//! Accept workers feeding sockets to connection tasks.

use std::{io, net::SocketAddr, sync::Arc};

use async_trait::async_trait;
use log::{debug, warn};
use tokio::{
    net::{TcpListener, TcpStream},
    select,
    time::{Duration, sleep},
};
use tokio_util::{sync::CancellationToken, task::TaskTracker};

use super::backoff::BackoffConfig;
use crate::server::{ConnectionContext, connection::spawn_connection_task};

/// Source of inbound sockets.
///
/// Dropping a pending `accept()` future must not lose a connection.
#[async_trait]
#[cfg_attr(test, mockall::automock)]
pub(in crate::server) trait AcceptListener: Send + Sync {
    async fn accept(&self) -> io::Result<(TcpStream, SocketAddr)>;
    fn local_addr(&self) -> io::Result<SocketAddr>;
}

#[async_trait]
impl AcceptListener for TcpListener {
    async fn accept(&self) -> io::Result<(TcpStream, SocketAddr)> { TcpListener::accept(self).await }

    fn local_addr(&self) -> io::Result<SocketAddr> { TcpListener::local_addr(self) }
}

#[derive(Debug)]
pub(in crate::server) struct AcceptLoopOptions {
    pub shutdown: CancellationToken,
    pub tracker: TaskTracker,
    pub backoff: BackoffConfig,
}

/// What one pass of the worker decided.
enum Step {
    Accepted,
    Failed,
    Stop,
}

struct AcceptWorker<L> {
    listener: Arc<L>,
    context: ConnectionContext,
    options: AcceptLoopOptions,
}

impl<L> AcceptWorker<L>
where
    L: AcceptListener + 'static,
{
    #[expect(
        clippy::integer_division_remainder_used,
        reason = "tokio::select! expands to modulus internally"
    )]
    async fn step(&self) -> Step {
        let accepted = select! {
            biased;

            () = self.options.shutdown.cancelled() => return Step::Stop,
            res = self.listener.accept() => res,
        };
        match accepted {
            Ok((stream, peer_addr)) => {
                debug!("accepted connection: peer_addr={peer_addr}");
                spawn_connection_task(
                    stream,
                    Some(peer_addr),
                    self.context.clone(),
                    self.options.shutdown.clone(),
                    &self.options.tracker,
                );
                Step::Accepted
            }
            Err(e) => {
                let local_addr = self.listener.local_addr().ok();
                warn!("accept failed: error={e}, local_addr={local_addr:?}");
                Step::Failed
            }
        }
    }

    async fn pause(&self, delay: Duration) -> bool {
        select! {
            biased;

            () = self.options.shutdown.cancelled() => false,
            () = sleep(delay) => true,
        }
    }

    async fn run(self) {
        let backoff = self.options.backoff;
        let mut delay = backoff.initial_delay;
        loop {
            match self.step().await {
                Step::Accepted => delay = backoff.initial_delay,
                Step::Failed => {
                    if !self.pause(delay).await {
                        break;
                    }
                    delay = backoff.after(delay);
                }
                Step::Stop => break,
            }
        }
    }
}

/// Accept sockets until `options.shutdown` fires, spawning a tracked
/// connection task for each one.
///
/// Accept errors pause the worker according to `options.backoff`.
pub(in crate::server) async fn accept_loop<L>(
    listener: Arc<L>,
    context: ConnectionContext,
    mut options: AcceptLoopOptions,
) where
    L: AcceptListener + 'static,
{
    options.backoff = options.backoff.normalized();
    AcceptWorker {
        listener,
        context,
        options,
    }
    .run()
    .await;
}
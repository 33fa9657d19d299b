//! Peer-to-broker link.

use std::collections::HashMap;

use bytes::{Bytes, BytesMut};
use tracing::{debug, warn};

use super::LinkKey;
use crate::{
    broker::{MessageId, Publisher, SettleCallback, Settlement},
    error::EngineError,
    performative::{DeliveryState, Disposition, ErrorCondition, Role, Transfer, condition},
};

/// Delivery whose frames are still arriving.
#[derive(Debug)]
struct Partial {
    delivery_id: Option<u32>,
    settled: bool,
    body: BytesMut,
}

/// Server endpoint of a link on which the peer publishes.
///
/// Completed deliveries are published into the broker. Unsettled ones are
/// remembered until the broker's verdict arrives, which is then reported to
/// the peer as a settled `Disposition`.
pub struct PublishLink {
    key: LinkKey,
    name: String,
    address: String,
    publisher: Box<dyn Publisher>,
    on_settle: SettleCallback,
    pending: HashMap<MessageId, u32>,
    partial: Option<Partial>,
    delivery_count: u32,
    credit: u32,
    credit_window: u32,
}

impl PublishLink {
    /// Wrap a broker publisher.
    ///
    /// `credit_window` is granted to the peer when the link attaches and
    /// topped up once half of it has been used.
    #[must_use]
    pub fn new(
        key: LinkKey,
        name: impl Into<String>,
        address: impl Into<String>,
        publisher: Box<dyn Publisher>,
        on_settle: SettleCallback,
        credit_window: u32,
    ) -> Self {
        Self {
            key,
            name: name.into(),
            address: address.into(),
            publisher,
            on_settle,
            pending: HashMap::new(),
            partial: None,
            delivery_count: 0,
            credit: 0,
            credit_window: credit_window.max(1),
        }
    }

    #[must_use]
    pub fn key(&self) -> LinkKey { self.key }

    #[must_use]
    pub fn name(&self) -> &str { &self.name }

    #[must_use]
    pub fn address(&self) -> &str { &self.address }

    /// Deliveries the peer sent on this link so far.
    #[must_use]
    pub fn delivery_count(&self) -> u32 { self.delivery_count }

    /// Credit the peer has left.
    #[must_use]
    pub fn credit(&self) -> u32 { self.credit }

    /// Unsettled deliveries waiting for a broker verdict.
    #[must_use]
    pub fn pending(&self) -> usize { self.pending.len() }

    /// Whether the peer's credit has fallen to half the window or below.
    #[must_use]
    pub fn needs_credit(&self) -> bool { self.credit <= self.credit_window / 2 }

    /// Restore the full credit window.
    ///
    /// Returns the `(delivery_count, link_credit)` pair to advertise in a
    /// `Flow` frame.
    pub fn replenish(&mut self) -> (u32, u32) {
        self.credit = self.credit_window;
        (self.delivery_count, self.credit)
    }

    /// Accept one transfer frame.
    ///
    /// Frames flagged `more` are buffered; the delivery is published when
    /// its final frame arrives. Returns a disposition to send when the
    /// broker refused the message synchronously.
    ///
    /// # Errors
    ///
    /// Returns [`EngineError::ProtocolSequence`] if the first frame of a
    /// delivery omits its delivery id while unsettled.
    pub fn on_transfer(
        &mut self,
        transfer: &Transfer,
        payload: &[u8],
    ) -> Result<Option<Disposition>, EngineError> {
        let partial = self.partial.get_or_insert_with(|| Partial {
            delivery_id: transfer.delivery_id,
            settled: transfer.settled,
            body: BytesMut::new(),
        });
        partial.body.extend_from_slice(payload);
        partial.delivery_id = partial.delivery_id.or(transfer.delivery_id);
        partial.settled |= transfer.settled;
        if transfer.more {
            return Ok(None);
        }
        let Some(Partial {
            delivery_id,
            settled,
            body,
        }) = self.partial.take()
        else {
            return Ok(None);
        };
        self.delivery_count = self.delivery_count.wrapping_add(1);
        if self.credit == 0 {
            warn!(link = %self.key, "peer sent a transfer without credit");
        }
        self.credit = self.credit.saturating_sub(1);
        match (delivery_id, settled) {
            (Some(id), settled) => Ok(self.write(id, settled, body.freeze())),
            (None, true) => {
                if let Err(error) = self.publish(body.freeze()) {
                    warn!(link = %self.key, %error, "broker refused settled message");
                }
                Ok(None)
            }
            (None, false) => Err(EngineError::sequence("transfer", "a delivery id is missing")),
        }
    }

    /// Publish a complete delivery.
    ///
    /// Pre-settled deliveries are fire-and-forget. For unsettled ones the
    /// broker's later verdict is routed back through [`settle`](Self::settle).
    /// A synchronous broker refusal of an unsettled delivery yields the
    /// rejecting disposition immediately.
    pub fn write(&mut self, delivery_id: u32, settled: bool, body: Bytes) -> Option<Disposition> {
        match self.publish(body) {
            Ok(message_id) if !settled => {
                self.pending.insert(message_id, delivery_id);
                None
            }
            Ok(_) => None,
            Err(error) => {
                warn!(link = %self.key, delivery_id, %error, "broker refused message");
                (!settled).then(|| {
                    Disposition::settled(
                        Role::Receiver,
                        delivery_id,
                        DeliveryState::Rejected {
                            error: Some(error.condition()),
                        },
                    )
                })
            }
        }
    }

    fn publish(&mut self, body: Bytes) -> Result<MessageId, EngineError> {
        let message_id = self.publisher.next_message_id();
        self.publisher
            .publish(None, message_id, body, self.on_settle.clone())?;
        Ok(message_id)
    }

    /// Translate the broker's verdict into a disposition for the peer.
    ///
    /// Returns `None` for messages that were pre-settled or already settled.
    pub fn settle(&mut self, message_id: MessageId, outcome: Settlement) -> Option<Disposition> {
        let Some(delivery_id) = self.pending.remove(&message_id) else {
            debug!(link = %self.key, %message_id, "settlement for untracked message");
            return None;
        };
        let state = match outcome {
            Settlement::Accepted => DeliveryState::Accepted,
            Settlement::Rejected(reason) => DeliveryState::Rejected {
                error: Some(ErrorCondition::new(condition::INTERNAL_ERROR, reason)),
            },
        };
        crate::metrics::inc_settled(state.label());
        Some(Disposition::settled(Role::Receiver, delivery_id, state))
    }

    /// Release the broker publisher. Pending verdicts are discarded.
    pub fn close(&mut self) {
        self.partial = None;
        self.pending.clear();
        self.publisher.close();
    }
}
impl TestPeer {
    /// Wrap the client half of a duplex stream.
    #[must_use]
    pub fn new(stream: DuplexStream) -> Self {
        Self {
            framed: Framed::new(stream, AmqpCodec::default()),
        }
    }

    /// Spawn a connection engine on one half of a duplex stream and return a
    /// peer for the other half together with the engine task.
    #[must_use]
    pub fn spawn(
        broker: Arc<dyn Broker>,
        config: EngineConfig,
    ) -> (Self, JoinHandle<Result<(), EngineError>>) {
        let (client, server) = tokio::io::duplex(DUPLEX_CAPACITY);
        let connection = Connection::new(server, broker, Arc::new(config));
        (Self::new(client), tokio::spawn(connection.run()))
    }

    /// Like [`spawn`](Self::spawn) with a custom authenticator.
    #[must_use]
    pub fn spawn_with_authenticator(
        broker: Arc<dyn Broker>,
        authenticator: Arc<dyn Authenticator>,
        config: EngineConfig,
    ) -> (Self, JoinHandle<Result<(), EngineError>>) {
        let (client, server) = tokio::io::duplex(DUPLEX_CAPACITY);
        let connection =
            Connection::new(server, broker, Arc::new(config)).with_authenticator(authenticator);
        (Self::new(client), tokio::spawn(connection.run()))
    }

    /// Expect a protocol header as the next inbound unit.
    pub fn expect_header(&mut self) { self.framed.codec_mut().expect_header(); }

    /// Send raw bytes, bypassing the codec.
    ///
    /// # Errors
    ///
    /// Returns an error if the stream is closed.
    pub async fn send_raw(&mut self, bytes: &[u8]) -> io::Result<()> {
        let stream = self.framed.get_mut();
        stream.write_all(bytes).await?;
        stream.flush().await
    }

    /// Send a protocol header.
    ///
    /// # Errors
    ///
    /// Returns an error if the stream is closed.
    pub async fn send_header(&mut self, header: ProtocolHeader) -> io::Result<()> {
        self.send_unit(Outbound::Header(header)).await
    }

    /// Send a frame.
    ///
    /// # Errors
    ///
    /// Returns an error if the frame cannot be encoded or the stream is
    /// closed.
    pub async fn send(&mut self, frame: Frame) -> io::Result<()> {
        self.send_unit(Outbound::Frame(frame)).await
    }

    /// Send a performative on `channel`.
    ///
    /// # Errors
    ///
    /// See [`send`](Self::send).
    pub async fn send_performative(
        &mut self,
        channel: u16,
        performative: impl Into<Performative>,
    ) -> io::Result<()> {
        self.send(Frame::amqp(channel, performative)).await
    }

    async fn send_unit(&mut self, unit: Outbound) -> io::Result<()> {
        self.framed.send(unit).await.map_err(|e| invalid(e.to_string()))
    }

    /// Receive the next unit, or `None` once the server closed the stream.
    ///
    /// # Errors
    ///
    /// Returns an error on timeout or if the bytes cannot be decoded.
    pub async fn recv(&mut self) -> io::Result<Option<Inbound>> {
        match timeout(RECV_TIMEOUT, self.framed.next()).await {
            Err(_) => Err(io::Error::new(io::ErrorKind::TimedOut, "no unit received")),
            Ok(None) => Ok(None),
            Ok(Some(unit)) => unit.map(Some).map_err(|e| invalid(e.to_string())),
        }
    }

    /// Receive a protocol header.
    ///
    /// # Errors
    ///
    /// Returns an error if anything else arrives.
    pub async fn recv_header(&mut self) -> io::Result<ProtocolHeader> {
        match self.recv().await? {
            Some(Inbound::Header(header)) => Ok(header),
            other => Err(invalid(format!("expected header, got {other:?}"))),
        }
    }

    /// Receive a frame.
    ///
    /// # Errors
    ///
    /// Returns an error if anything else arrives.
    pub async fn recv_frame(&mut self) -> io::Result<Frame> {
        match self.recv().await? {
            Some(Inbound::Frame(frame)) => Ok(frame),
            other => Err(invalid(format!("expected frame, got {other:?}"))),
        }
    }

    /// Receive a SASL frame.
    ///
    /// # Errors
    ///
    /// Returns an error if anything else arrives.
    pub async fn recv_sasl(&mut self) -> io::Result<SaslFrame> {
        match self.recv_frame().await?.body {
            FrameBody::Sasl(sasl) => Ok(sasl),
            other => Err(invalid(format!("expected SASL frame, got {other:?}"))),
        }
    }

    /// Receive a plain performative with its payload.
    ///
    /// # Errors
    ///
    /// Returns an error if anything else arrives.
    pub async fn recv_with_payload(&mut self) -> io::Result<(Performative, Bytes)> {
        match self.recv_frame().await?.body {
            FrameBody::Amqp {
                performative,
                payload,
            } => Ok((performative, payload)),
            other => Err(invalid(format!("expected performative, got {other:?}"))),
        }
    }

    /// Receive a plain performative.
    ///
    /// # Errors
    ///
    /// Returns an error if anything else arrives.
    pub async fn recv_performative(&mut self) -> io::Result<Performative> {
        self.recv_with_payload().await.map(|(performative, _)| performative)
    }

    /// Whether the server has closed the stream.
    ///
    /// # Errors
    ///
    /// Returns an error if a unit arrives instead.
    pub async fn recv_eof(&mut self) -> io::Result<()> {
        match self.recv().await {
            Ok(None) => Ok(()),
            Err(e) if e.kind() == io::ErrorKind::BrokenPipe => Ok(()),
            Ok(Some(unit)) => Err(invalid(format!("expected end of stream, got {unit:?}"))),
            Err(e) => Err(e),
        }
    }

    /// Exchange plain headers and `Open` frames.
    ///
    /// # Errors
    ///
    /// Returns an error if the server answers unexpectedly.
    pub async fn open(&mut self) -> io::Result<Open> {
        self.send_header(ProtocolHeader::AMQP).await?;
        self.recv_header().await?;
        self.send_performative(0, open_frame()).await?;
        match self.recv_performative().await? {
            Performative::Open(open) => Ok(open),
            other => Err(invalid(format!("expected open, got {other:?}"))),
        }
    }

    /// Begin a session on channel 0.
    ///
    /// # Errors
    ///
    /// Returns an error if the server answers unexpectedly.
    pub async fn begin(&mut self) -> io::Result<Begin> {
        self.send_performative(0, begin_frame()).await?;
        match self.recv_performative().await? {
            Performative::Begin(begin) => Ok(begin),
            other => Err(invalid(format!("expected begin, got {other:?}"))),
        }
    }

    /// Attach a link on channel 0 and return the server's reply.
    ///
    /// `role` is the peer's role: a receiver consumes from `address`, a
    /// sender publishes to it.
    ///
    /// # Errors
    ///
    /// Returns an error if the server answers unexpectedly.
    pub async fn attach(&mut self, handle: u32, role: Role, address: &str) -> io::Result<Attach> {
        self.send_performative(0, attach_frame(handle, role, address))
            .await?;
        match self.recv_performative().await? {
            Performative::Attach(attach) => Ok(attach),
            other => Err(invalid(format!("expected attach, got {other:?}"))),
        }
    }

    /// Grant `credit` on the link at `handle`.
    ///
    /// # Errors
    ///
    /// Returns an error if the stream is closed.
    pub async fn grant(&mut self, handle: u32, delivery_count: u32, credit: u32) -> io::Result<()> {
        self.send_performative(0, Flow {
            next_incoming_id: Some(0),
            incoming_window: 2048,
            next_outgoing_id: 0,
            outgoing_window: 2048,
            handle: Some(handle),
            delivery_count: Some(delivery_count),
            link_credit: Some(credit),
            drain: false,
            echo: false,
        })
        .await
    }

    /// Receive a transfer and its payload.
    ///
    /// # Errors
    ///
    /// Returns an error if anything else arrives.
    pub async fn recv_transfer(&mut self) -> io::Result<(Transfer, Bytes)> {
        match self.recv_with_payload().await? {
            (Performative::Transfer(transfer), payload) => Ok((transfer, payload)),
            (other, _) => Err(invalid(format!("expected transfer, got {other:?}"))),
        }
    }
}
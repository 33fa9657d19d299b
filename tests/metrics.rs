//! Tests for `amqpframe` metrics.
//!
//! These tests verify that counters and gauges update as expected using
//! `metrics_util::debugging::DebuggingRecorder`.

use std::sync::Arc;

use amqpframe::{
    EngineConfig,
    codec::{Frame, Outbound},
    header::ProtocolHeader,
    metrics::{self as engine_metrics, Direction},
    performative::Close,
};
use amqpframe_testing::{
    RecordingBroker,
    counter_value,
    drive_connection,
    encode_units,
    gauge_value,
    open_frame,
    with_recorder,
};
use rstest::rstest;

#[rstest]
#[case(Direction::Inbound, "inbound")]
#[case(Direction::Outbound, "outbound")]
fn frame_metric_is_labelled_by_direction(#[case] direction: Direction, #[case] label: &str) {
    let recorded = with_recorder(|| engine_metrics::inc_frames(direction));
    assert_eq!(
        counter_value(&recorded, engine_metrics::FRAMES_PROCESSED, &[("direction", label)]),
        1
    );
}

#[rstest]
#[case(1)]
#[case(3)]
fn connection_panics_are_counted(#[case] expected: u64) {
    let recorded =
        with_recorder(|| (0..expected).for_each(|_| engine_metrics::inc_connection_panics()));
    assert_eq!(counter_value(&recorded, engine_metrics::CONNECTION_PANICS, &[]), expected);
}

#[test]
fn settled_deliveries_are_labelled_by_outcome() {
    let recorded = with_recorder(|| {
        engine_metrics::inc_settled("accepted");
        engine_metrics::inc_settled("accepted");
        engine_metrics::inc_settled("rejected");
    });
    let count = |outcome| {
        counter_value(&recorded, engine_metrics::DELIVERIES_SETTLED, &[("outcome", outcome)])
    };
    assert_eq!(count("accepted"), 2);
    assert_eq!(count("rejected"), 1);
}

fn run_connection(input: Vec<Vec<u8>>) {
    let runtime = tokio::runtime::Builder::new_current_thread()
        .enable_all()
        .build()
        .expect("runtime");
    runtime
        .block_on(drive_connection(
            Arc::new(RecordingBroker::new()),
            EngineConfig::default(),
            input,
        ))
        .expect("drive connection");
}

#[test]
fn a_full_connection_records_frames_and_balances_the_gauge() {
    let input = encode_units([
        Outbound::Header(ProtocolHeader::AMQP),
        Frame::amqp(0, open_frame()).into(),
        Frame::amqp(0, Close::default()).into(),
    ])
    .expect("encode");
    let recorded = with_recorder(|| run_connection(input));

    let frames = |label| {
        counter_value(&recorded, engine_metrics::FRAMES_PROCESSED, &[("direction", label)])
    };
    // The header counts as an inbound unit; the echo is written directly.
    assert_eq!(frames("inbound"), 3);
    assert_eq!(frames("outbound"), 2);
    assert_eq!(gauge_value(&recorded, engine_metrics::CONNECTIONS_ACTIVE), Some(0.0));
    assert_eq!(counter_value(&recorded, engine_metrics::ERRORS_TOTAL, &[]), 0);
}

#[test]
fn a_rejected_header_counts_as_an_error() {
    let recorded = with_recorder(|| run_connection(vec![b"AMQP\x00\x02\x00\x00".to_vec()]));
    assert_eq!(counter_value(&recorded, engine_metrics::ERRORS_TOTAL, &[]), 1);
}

◇ ◇ ◇ ◇ ◇

Exercise details => Using the listing above, list every line in which the string "struct" occurs.

Written reply =>
pub(in crate::server) struct AcceptLoopOptions {
struct AcceptWorker<L> {
struct Partial {
pub struct PublishLink {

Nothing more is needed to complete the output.